The rattan frames you build are the structure beneath the linen. Most people never see them. Does that matter to you?
The frame is the most important part. If the frame is not right, nothing else will be right. The linen follows the form exactly. Every curve, every rib. A frame that is off by even a small amount, you will see it in the finished shade. You may not know what you are seeing, but you will feel that something is not quite right. So the frame must be perfect. Whether anyone sees it or not is beside the point. 

The taped fingers, we notice them across many of the photographs. Can you tell us about that?
It is protection. The work is repetitive and the rattan and linen create friction. After a long day, without the tape, the fingers suffer. It is a small thing, but it tells you something about the nature of this work. It is physical. It is daily. You learn to take care of your hands because your hands are your tools.

When the linen comes, how does that part of the process feel different to the frame work?
The rattan is structural work. Precise, but also strong. The linen is something else. It is more sensitive. You have to feel whether the tension is even across the whole surface. Too much in one place and it pulls. Too little and it will not hold its shape over time. There is a point where the linen settles correctly over the frame and you know it. You feel it with your hands before you see it with your eyes.

What is the most difficult part of the process?
The most difficult part is consistency. Each shade must feel the same as the last one and the one before that.

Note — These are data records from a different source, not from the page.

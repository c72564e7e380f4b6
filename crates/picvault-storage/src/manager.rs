//! Media manager that dispatches to the configured provider.

use std::sync::Arc;

use async_trait::async_trait;
use bytes::Bytes;
use tracing::info;
use uuid::Uuid;

use picvault_core::config::StorageConfig;
use picvault_core::error::AppError;
use picvault_core::result::AppResult;
use picvault_core::traits::media::{MediaStore, StoredAsset};

use crate::providers::MemoryMediaStore;

/// Longest sanitized file-name component kept in an asset key.
const MAX_KEY_NAME_LENGTH: usize = 128;

/// Media manager wrapping the provider selected at construction time.
#[derive(Debug, Clone)]
pub struct MediaManager {
    inner: Arc<dyn MediaStore>,
}

impl MediaManager {
    /// Create a media manager from the `storage` configuration section.
    pub async fn new(config: &StorageConfig) -> AppResult<Self> {
        let inner: Arc<dyn MediaStore> = match config.provider.as_str() {
            #[cfg(feature = "local")]
            "local" => {
                info!(root = %config.local.root_path, "Initializing local media store");
                Arc::new(crate::providers::LocalMediaStore::from_config(config).await?)
            }
            "memory" => {
                info!("Initializing in-memory media store");
                Arc::new(MemoryMediaStore::new(&config.public_base_url))
            }
            other => {
                return Err(AppError::configuration(format!(
                    "Unknown storage provider: '{other}'. Supported: local, memory"
                )));
            }
        };

        Ok(Self { inner })
    }

    /// Create a media manager from an existing provider (for testing).
    pub fn from_provider(provider: Arc<dyn MediaStore>) -> Self {
        Self { inner: provider }
    }

    /// Get a reference to the inner provider.
    pub fn provider(&self) -> &dyn MediaStore {
        self.inner.as_ref()
    }
}

#[async_trait]
impl MediaStore for MediaManager {
    fn provider_type(&self) -> &str {
        self.inner.provider_type()
    }

    async fn health_check(&self) -> AppResult<bool> {
        self.inner.health_check().await
    }

    async fn store(&self, key: &str, data: Bytes, content_type: &str) -> AppResult<StoredAsset> {
        self.inner.store(key, data, content_type).await
    }

    async fn release(&self, storage_key: &str) -> AppResult<()> {
        self.inner.release(storage_key).await
    }
}

/// Reduce an uploaded file name to characters safe in keys and URLs.
pub fn sanitize_file_name(name: &str) -> String {
    let cleaned: String = name
        .rsplit(['/', '\\'])
        .next()
        .unwrap_or_default()
        .chars()
        .map(|c| {
            if c.is_ascii_alphanumeric() || matches!(c, '.' | '-' | '_') {
                c
            } else {
                '_'
            }
        })
        .take(MAX_KEY_NAME_LENGTH)
        .collect();

    let trimmed = cleaned.trim_start_matches('.');
    if trimmed.is_empty() {
        "file".to_string()
    } else {
        trimmed.to_string()
    }
}

/// Build a fresh asset key: `{owner}/{uuid}/{sanitized file name}`.
pub fn asset_key(owner_id: &str, file_name: &str) -> String {
    format!(
        "{}/{}/{}",
        sanitize_file_name(owner_id),
        Uuid::new_v4(),
        sanitize_file_name(file_name)
    )
}
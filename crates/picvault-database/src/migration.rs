//! Database migration runner.

use sqlx::PgPool;
use sqlx::migrate::Migrator;
use tracing::info;

use picvault_core::error::{AppError, ErrorKind};

/// Migrations embedded from the workspace `migrations/` directory.
pub static MIGRATOR: Migrator = sqlx::migrate!("../../migrations");

/// Run all pending database migrations.
pub async fn run_migrations(pool: &PgPool) -> Result<(), AppError> {
    info!(
        available = MIGRATOR.iter().count(),
        "Running database migrations"
    );

    MIGRATOR.run(pool).await.map_err(|e| {
        AppError::with_source(
            ErrorKind::Database,
            format!("Failed to run migrations: {e}"),
            e,
        )
    })?;

    info!("Database migrations completed");
    Ok(())
}

/// Versions recorded as successfully applied in `_sqlx_migrations`.
///
/// Empty when the bookkeeping table does not exist yet.
pub async fn applied_versions(pool: &PgPool) -> Result<Vec<i64>, AppError> {
    let map_err = |e: sqlx::Error| {
        AppError::with_source(ErrorKind::Database, "Failed to read migration status", e)
    };

    let tracked: bool =
        sqlx::query_scalar("SELECT to_regclass('_sqlx_migrations') IS NOT NULL")
            .fetch_one(pool)
            .await
            .map_err(map_err)?;
    if !tracked {
        return Ok(Vec::new());
    }

    sqlx::query_scalar("SELECT version FROM _sqlx_migrations WHERE success ORDER BY version")
        .fetch_all(pool)
        .await
        .map_err(map_err)
}

/// Versions and descriptions of the embedded migrations.
pub fn embedded_migrations() -> Vec<(i64, String)> {
    MIGRATOR
        .iter()
        .map(|m| (m.version, m.description.to_string()))
        .collect()
}
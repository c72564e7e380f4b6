//! File and folder tree operations.

use std::sync::Arc;

use serde::{Deserialize, Serialize};
use tracing::{info, warn};

use picvault_core::config::StorageConfig;
use picvault_core::error::{AppError, ErrorKind};
use picvault_core::result::AppResult;
use picvault_core::traits::media::MediaStore;
use picvault_core::types::NodeId;
use picvault_database::NodeRepository;
use picvault_entity::node::{ListFilter, NewNode, Node, normalize_name};

use crate::context::RequestContext;

/// Metadata of an already-stored asset to record as a file node.
#[derive(Debug, Clone)]
pub struct NewFile {
    /// File name; trimmed and validated like folder names.
    pub name: String,
    /// Size in bytes.
    pub size_bytes: u64,
    /// MIME type.
    pub content_type: String,
    /// Location returned by the media store.
    pub storage_url: String,
    /// Preview location, if the media store produced one.
    pub thumbnail_url: Option<String>,
    /// Media store reference used for release.
    pub storage_key: Option<String>,
    /// Containing folder; `None` for the root level.
    pub parent_id: Option<NodeId>,
}

/// An asset that could not be released after its row was deleted.
#[derive(Debug, Clone, PartialEq, Eq, Serialize, Deserialize)]
#[serde(rename_all = "camelCase")]
pub struct ReleaseFailure {
    pub node_id: NodeId,
    pub storage_key: String,
    pub message: String,
}

/// Result of a permanent deletion.
#[derive(Debug, Clone, Default, PartialEq, Eq, Serialize, Deserialize)]
#[serde(rename_all = "camelCase")]
pub struct DeleteOutcome {
    /// Every removed node id, children before parents.
    pub deleted: Vec<NodeId>,
    /// Number of assets released from the media store.
    pub released_assets: usize,
    /// Assets left behind in the media store.
    pub release_failures: Vec<ReleaseFailure>,
}

impl DeleteOutcome {
    fn merge(&mut self, other: DeleteOutcome) {
        self.deleted.extend(other.deleted);
        self.released_assets += other.released_assets;
        self.release_failures.extend(other.release_failures);
    }
}

/// Implements every operation on a user's file/folder tree.
#[derive(Debug, Clone)]
pub struct NodeService {
    /// Node repository.
    repo: Arc<dyn NodeRepository>,
    /// Media store, used to release assets on permanent deletion.
    media: Arc<dyn MediaStore>,
    /// Upload limits.
    config: StorageConfig,
}

impl NodeService {
    /// Creates a new node service.
    pub fn new(
        repo: Arc<dyn NodeRepository>,
        media: Arc<dyn MediaStore>,
        config: StorageConfig,
    ) -> Self {
        Self {
            repo,
            media,
            config,
        }
    }

    /// The storage configuration this service enforces.
    pub fn storage_config(&self) -> &StorageConfig {
        &self.config
    }

    /// Whether the metadata store is reachable.
    pub async fn health_check(&self) -> AppResult<bool> {
        self.repo.health_check().await
    }

    /// Gets a node owned by the caller.
    pub async fn get_node(&self, ctx: &RequestContext, id: NodeId) -> AppResult<Node> {
        self.repo
            .find_by_id(&ctx.owner_id, id)
            .await?
            .ok_or_else(|| AppError::not_found(format!("Node {id} not found")))
    }

    /// Checks that `parent_id` names a live folder of the caller.
    ///
    /// Missing or foreign parents are `NotFound`, files are
    /// `InvalidArgument`, and trashed folders are `InvalidOperation`.
    pub async fn validate_parent(
        &self,
        ctx: &RequestContext,
        parent_id: Option<NodeId>,
    ) -> AppResult<Option<Node>> {
        let Some(parent_id) = parent_id else {
            return Ok(None);
        };
        let parent = self
            .repo
            .find_by_id(&ctx.owner_id, parent_id)
            .await?
            .ok_or_else(|| AppError::not_found(format!("Parent folder {parent_id} not found")))?;
        if !parent.is_folder {
            return Err(AppError::invalid_argument(format!(
                "Parent {parent_id} is not a folder"
            )));
        }
        if parent.is_trashed {
            return Err(AppError::invalid_operation(format!(
                "Parent folder {parent_id} is in the trash"
            )));
        }
        Ok(Some(parent))
    }

    /// Records a stored asset as a file node.
    pub async fn create_file(&self, ctx: &RequestContext, file: NewFile) -> AppResult<Node> {
        let name = normalize_name(&file.name)?;
        if file.size_bytes > self.config.max_upload_size_bytes {
            return Err(AppError::invalid_argument(format!(
                "File size {} exceeds the maximum of {} bytes",
                file.size_bytes, self.config.max_upload_size_bytes
            )));
        }
        if file.content_type.trim().is_empty() {
            return Err(AppError::invalid_argument("Content type is required"));
        }
        if file.storage_url.trim().is_empty() {
            return Err(AppError::invalid_argument("Storage URL is required"));
        }
        let size_bytes = i64::try_from(file.size_bytes)
            .map_err(|_| AppError::invalid_argument("File size out of range"))?;

        let node = self
            .repo
            .insert(NewNode {
                owner_id: ctx.owner_id.clone(),
                parent_id: file.parent_id,
                name,
                size_bytes,
                content_type: file.content_type,
                storage_url: Some(file.storage_url),
                thumbnail_url: file.thumbnail_url,
                storage_key: file.storage_key,
                is_folder: false,
            })
            .await?;

        info!(
            owner_id = %ctx.owner_id,
            node_id = %node.id,
            path = %node.path,
            size = node.size_bytes,
            "File created"
        );
        Ok(node)
    }

    /// Creates a folder.
    pub async fn create_folder(
        &self,
        ctx: &RequestContext,
        name: &str,
        parent_id: Option<NodeId>,
    ) -> AppResult<Node> {
        let name = normalize_name(name)?;
        let folder = self
            .repo
            .insert(NewNode::folder(ctx.owner_id.clone(), parent_id, name))
            .await?;

        info!(
            owner_id = %ctx.owner_id,
            node_id = %folder.id,
            path = %folder.path,
            "Folder created"
        );
        Ok(folder)
    }

    /// Lists the immediate children of a folder, or of the root level.
    pub async fn list_children(
        &self,
        ctx: &RequestContext,
        parent_id: Option<NodeId>,
        filter: ListFilter,
    ) -> AppResult<Vec<Node>> {
        if let Some(parent_id) = parent_id {
            let parent = self.repo.find_by_id(&ctx.owner_id, parent_id).await?;
            if !parent.is_some_and(|p| p.is_folder) {
                return Err(AppError::not_found(format!("Folder {parent_id} not found")));
            }
        }
        self.repo.list_children(&ctx.owner_id, parent_id, filter).await
    }

    /// Every starred, non-trashed node of the caller.
    pub async fn list_starred(&self, ctx: &RequestContext) -> AppResult<Vec<Node>> {
        self.repo.list_starred(&ctx.owner_id).await
    }

    /// Top-level trashed items: nodes in the trash whose parent is not.
    pub async fn list_trash(&self, ctx: &RequestContext) -> AppResult<Vec<Node>> {
        self.repo.list_trash_roots(&ctx.owner_id).await
    }

    /// Breadcrumb chain from the root level down to `id`.
    pub async fn ancestors(&self, ctx: &RequestContext, id: NodeId) -> AppResult<Vec<Node>> {
        self.repo.ancestors(&ctx.owner_id, id).await
    }

    /// Flips the starred flag.
    pub async fn toggle_star(&self, ctx: &RequestContext, id: NodeId) -> AppResult<Node> {
        let node = self.repo.toggle_star(&ctx.owner_id, id).await?;
        info!(
            owner_id = %ctx.owner_id,
            node_id = %id,
            starred = node.is_starred,
            "Star toggled"
        );
        Ok(node)
    }

    /// Moves a node and its whole subtree to the trash.
    pub async fn move_to_trash(&self, ctx: &RequestContext, id: NodeId) -> AppResult<Node> {
        let node = self.repo.set_trashed(&ctx.owner_id, id, true).await?;
        info!(owner_id = %ctx.owner_id, node_id = %id, "Moved to trash");
        Ok(node)
    }

    /// Restores a node and its whole subtree from the trash.
    pub async fn restore_from_trash(&self, ctx: &RequestContext, id: NodeId) -> AppResult<Node> {
        let node = self.repo.set_trashed(&ctx.owner_id, id, false).await?;
        info!(owner_id = %ctx.owner_id, node_id = %id, "Restored from trash");
        Ok(node)
    }

    /// Moves a node under `new_parent_id` (or to the root level).
    pub async fn move_node(
        &self,
        ctx: &RequestContext,
        id: NodeId,
        new_parent_id: Option<NodeId>,
    ) -> AppResult<Node> {
        let node = self.repo.move_node(&ctx.owner_id, id, new_parent_id).await?;
        info!(
            owner_id = %ctx.owner_id,
            node_id = %id,
            path = %node.path,
            "Node moved"
        );
        Ok(node)
    }

    /// Renames a node, rewriting descendant paths.
    pub async fn rename_node(&self, ctx: &RequestContext, id: NodeId, name: &str) -> AppResult<Node> {
        let name = normalize_name(name)?;
        let node = self.repo.rename(&ctx.owner_id, id, &name).await?;
        info!(
            owner_id = %ctx.owner_id,
            node_id = %id,
            path = %node.path,
            "Node renamed"
        );
        Ok(node)
    }

    /// Permanently deletes a trashed node and its subtree, then releases
    /// the external assets of every removed file.
    ///
    /// Release failures do not undo the deletion; they are reported in
    /// [`DeleteOutcome::release_failures`].
    pub async fn permanently_delete(
        &self,
        ctx: &RequestContext,
        id: NodeId,
    ) -> AppResult<DeleteOutcome> {
        let removed = self.repo.delete_subtree(&ctx.owner_id, id).await?;
        info!(
            owner_id = %ctx.owner_id,
            node_id = %id,
            count = removed.len(),
            "Nodes permanently deleted"
        );
        Ok(self.release_assets(removed).await)
    }

    /// Permanently deletes everything in the caller's trash.
    pub async fn empty_trash(&self, ctx: &RequestContext) -> AppResult<DeleteOutcome> {
        let mut outcome = DeleteOutcome::default();
        for root in self.repo.list_trash_roots(&ctx.owner_id).await? {
            match self.permanently_delete(ctx, root.id).await {
                Ok(part) => outcome.merge(part),
                // Removed or restored by a concurrent request.
                Err(e) if matches!(e.kind, ErrorKind::NotFound | ErrorKind::InvalidOperation) => {
                    warn!(node_id = %root.id, error = %e, "Skipping trash item");
                }
                Err(e) => return Err(e),
            }
        }
        Ok(outcome)
    }

    async fn release_assets(&self, removed: Vec<Node>) -> DeleteOutcome {
        let mut outcome = DeleteOutcome::default();
        for node in removed {
            outcome.deleted.push(node.id);
            let Some(key) = node.storage_key.filter(|_| !node.is_folder) else {
                continue;
            };
            match self.media.release(&key).await {
                Ok(()) => outcome.released_assets += 1,
                Err(e) => {
                    warn!(
                        node_id = %node.id,
                        storage_key = %key,
                        error = %e,
                        "Failed to release asset after delete"
                    );
                    outcome.release_failures.push(ReleaseFailure {
                        node_id: node.id,
                        storage_key: key,
                        message: e.message,
                    });
                }
            }
        }
        outcome
    }
}
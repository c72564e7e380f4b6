//! Server and CORS configuration.

use serde::{Deserialize, Serialize};

/// HTTP server configuration.
#[derive(Debug, Clone, Serialize, Deserialize)]
pub struct ServerConfig {
    /// Bind address.
    #[serde(default = "default_host")]
    pub host: String,
    /// Bind port.
    #[serde(default = "default_port")]
    pub port: u16,
    /// Request timeout in seconds.
    #[serde(default = "default_request_timeout")]
    pub request_timeout_seconds: u64,
    /// Graceful shutdown timeout in seconds.
    #[serde(default = "default_shutdown_grace")]
    pub shutdown_grace_seconds: u64,
    /// CORS configuration.
    #[serde(default)]
    pub cors: CorsConfig,
}

impl Default for ServerConfig {
    fn default() -> Self {
        Self {
            host: default_host(),
            port: default_port(),
            request_timeout_seconds: default_request_timeout(),
            shutdown_grace_seconds: default_shutdown_grace(),
            cors: CorsConfig::default(),
        }
    }
}

/// CORS (Cross-Origin Resource Sharing) configuration.
#[derive(Debug, Clone, Serialize, Deserialize)]
pub struct CorsConfig {
    /// Allowed origins (use `["*"]` for development only).
    #[serde(default = "default_allowed_origins")]
    pub allowed_origins: Vec<String>,
    /// Allowed HTTP methods.
    #[serde(default = "default_allowed_methods")]
    pub allowed_methods: Vec<String>,
    /// Max age for preflight cache in seconds.
    #[serde(default = "default_max_age")]
    pub max_age_seconds: u64,
}

impl Default for CorsConfig {
    fn default() -> Self {
        Self {
            allowed_origins: default_allowed_origins(),
            allowed_methods: default_allowed_methods(),
            max_age_seconds: default_max_age(),
        }
    }
}

fn default_host() -> String {
    "0.0.0.0".to_string()
}

fn default_port() -> u16 {
    8080
}

fn default_request_timeout() -> u64 {
    30
}

fn default_shutdown_grace() -> u64 {
    15
}

fn default_allowed_origins() -> Vec<String> {
    vec!["*".to_string()]
}

fn default_allowed_methods() -> Vec<String> {
    ["GET", "POST", "PATCH", "DELETE", "OPTIONS"]
        .iter()
        .map(|m| m.to_string())
        .collect()
}

fn default_max_age() -> u64 {
    3600
}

When you are making something for a customer's home, they are trusting that what arrives is exactly what was promised. Maintaining that standard across every shade, every day, is the discipline of this work. Some days it comes easily. Other days you make a shade three times before it is right.

Bali has a long tradition of working with natural materials, rattan, bamboo, linen. Do you feel connected to that history?
Of course. This is not new knowledge. My grandfather worked with natural materials. His father before him. When I work with rattan, I am doing something that has been done here for a very long time, in a very particular way. Lumiere comes to us with a design, a form, a standard. But the knowledge of how to bring that form to life, that is Balinese. It has always been here. 

What do you hope someone feels when they turn on a Lumiere shade in their home?
I hope they feel that it is alive. Linen in light is not like glass or plastic. It breathes. The light through it is warm, not harsh. I hope they feel that something made this. That there were hands involved. A room with a handmade light feels different to a room without one. I believe that, even if most people cannot explain why.

Finally, what does craft mean to you?
Craft means knowing your material so well that the material trusts you. It means not forcing something into a shape it does not want to take. It means patience, real patience, not just the idea of it. And it means that when you finish a piece and it is right, you know it. There is a particular satisfaction in that. It does not get smaller over time.

Lumière Shades are handcrafted in Bali by a small team of artisan makers. Each shade is made to order and ships worldwide.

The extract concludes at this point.